→ Dataset entries:
————————
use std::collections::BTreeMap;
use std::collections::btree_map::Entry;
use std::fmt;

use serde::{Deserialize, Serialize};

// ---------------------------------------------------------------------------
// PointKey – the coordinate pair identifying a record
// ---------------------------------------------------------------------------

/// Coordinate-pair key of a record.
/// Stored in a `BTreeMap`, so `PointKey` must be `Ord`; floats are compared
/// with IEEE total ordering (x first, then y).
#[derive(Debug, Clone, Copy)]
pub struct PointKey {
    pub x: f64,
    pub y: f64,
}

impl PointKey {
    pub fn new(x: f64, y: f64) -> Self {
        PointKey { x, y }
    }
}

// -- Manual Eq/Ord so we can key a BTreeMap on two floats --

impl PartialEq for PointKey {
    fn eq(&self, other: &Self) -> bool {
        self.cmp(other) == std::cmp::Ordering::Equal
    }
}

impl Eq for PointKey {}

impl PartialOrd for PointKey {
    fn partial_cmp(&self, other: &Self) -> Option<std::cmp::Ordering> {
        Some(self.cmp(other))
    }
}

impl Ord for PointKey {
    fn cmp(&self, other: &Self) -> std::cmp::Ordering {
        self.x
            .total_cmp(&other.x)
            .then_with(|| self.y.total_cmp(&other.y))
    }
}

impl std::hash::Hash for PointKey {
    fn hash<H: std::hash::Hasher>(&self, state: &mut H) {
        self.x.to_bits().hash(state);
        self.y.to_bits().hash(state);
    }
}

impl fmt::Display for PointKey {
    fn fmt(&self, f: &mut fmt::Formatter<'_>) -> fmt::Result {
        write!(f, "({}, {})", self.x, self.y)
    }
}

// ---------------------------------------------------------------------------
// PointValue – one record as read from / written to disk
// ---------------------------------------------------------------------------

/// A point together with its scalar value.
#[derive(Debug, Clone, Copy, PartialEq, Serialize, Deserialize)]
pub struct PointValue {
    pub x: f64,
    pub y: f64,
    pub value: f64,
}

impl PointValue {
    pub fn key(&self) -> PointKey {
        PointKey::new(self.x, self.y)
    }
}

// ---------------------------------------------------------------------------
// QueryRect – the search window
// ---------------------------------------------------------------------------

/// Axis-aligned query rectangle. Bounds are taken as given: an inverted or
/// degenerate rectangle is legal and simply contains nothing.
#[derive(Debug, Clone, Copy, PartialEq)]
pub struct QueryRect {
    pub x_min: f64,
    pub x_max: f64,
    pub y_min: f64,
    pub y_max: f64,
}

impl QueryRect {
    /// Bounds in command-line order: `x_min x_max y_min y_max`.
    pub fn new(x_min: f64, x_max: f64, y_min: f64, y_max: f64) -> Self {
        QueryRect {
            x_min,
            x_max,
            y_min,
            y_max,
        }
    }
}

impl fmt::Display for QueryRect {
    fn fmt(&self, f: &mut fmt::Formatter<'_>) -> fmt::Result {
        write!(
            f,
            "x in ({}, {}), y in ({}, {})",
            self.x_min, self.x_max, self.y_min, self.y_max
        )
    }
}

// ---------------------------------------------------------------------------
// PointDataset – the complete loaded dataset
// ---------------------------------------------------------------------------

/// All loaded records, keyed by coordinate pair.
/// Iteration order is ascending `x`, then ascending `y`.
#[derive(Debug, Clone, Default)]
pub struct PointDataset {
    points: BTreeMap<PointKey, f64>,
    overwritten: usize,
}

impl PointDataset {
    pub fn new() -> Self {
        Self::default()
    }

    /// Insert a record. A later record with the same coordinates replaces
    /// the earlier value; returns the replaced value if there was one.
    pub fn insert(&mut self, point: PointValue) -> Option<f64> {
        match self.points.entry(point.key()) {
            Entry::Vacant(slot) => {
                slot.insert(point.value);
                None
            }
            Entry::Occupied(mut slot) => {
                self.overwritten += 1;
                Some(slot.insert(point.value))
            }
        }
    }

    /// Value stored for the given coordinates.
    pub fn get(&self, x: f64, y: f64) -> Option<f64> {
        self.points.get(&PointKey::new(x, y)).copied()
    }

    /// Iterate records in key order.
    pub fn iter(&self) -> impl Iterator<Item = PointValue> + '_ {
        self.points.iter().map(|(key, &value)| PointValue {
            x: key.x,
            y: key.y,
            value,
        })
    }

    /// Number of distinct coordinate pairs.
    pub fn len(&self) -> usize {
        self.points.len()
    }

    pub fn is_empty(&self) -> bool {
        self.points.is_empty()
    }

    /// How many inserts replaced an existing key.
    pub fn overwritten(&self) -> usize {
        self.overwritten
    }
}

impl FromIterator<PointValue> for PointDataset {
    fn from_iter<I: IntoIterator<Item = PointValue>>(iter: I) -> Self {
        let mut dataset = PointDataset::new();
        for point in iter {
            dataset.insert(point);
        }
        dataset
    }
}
————————
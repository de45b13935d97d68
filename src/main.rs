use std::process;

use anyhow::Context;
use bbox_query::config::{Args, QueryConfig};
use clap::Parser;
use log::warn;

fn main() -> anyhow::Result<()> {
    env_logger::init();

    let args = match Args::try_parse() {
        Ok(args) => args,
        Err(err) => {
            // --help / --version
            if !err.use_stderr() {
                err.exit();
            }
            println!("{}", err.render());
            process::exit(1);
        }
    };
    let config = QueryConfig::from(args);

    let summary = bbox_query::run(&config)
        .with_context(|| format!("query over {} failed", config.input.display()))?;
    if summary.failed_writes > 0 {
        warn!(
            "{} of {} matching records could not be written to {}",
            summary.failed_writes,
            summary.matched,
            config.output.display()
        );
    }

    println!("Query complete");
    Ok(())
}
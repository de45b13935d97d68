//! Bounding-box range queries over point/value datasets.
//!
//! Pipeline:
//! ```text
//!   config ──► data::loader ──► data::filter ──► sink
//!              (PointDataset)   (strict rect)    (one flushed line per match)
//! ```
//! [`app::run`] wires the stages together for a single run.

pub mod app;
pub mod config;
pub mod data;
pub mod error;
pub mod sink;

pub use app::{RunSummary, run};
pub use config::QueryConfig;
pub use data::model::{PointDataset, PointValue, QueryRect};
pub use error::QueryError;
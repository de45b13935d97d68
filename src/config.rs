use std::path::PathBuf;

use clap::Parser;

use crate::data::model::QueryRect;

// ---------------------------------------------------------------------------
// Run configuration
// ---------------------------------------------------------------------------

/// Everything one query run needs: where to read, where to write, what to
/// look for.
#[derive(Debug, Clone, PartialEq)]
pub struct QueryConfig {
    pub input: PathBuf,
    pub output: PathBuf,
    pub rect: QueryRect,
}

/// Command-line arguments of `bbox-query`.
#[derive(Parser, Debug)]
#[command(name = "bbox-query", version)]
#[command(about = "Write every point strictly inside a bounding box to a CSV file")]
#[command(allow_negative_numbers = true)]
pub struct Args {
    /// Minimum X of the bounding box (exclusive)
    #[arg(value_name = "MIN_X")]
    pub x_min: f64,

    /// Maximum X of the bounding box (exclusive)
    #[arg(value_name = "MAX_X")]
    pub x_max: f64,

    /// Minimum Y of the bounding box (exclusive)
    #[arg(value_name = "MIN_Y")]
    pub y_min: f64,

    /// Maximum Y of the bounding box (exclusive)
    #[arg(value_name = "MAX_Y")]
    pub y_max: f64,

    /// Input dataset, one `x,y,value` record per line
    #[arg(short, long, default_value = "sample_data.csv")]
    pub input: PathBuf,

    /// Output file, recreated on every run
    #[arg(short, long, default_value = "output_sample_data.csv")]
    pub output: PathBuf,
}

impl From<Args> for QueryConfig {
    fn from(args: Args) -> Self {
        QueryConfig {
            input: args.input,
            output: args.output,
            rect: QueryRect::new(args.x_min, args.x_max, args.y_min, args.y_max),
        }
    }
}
————————
→ WHAT YOU SHOULD DO: For each line of the entries that contains the word "Deserialize", make a copy.

→ RESULT:
use serde::{Deserialize, Serialize};
#[derive(Debug, Clone, Copy, PartialEq, Serialize, Deserialize)]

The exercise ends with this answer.